Excerpted data:

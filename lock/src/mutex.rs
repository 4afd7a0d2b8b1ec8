//! Reentrant distributed mutex.

use std::sync::Arc;
use std::time::Duration;

use async_trait::async_trait;
use tracing::instrument;

use latchkey_common::{CoordinationError, OwnerId, Result};

use crate::config::LockConfig;
use crate::lease::{LeaseManager, LockKeys, ReleaseOutcome};
use crate::lock::{AcquireOptions, DistributedLock, Lease};
use crate::metrics::SharedLockMetrics;
use crate::watchdog::{LeaseRenewer, WatchdogRegistry};

/// Shared pieces every lock handle of one client works with.
#[derive(Clone)]
pub(crate) struct LockContext {
    pub leases: Arc<LeaseManager>,
    pub watchdogs: Arc<WatchdogRegistry>,
    pub metrics: SharedLockMetrics,
    pub config: Arc<LockConfig>,
}

impl LockContext {
    /// Lease to request for `lease`.
    pub fn lease_duration(&self, lease: Lease) -> Duration {
        match lease {
            Lease::Watchdog => self.config.watchdog_timeout,
            Lease::Fixed(duration) => duration,
        }
    }

    /// Start the watchdog when the hold asked for one.
    pub fn watch(&self, renewer: Arc<dyn LeaseRenewer>, key: &str, owner: &OwnerId, lease: Lease) {
        if lease == Lease::Watchdog {
            self.watchdogs
                .ensure(renewer, key, owner, self.config.watchdog_timeout);
        }
    }

    /// Drop one hold on an exclusive record and stop renewal with the last one.
    ///
    /// A failed round trip leaves the watchdog running: the hold may still
    /// be in the store and must not lapse behind the owner's back.
    pub async fn release_exclusive(&self, keys: &LockKeys, owner: &OwnerId) -> Result<()> {
        let result = self.leases.release(keys, owner).await;
        self.metrics.record_release(&result);

        match result {
            Ok(ReleaseOutcome::Released) => {
                self.watchdogs.stop(&keys.record, owner);
                Ok(())
            }
            Ok(ReleaseOutcome::StillHeld { .. }) => Ok(()),
            Err(e @ CoordinationError::NotOwner { .. }) => {
                self.watchdogs.stop(&keys.record, owner);
                Err(e)
            }
            Err(e) => Err(e),
        }
    }
}

/// Reentrant mutual-exclusion lock.
///
/// Contended callers poll with backoff and wake early on release; no order
/// among waiters is promised.
pub struct MutexLock {
    keys: LockKeys,
    ctx: LockContext,
}

impl MutexLock {
    pub(crate) fn new(keys: LockKeys, ctx: LockContext) -> Self {
        Self { keys, ctx }
    }

    /// Store keys of this lock.
    pub fn keys(&self) -> &LockKeys {
        &self.keys
    }
}

#[async_trait]
impl DistributedLock for MutexLock {
    fn name(&self) -> &str {
        &self.keys.name
    }

    #[instrument(skip(self, owner, options), fields(lock = %self.keys.name, owner = %owner))]
    async fn acquire(&self, owner: &OwnerId, options: AcquireOptions) -> Result<u32> {
        let lease = self.ctx.lease_duration(options.lease);
        let result = self
            .ctx
            .leases
            .acquire_with(&self.keys, owner, lease, options.wait, options.cancel.as_ref())
            .await;
        self.ctx.metrics.record_acquire(&result);

        let hold_count = result?;
        self.ctx
            .watch(self.ctx.leases.clone(), &self.keys.record, owner, options.lease);
        Ok(hold_count)
    }

    #[instrument(skip(self, owner), fields(lock = %self.keys.name, owner = %owner))]
    async fn unlock(&self, owner: &OwnerId) -> Result<()> {
        self.ctx.release_exclusive(&self.keys, owner).await
    }

    async fn hold_count(&self, owner: &OwnerId) -> Result<u32> {
        Ok(self
            .ctx
            .leases
            .record(&self.keys)
            .await?
            .filter(|r| r.is_held_by(owner))
            .map(|r| r.hold_count)
            .unwrap_or(0))
    }

    async fn is_locked(&self) -> Result<bool> {
        Ok(self.ctx.leases.record(&self.keys).await?.is_some())
    }

    async fn remaining_lease(&self) -> Result<Option<Duration>> {
        self.ctx.leases.lease_ttl(&self.keys.record).await
    }

    async fn force_unlock(&self) -> Result<bool> {
        self.ctx.leases.force_release(&self.keys).await
    }
}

Work task:
Find each line in the material above that carries the string "watchdogs", and copy it.

Response:
    pub watchdogs: Arc<WatchdogRegistry>,
            self.watchdogs
                self.watchdogs.stop(&keys.record, owner);
                self.watchdogs.stop(&keys.record, owner);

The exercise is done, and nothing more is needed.